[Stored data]
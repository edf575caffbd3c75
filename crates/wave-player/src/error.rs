//! Error taxonomy for the decoder and playback engine.
//!
//! Decode-time and construction-time failures are synchronous and returned
//! to the caller. Playback-time failures happen on the refill worker and are
//! surfaced through the stopped notification plus [`last_error`]
//! (`PlaybackEngine::last_error`), never as a panic.
//!
//! [`last_error`]: crate::engine::PlaybackEngine::last_error

use thiserror::Error;

/// Failure reported by a native backend implementation.
#[derive(Debug, Error)]
pub enum BackendError {
    /// Opening the file/device failed.
    #[error("open failed: {0}")]
    Open(String),
    /// The requested client format was rejected.
    #[error("client format rejected: {0}")]
    Format(String),
    /// Reading frames from the backend failed.
    #[error("read failed: {0}")]
    Read(String),
    /// Seeking the backend failed.
    #[error("seek failed: {0}")]
    Seek(String),
}

/// Errors surfaced by the decoder and the playback engine.
#[derive(Debug, Error)]
pub enum PlayerError {
    /// A caller-supplied argument was rejected at the boundary; no state
    /// was mutated.
    #[error("invalid argument: {0}")]
    InvalidArgument(&'static str),
    /// The object was disposed before the call.
    #[error("{0} already disposed")]
    Disposed(&'static str),
    /// Construction-time failure; all partially acquired native resources
    /// were released before this propagated.
    #[error("initialization failed: {0}")]
    Initialization(String),
    /// Device transport or enqueue failure, with the backend error code.
    #[error("device error (code {code})")]
    Device { code: i32 },
    /// Backend failure during read/seek after construction.
    #[error(transparent)]
    Backend(#[from] BackendError),
}

impl PlayerError {
    /// Wrap a backend failure that occurred during construction.
    pub fn init(err: impl std::fmt::Display) -> Self {
        Self::Initialization(err.to_string())
    }
}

# Task instructions
Scan the data above for the word "static", then copy every line that holds it.

# Expected answer
    InvalidArgument(&'static str),
    Disposed(&'static str),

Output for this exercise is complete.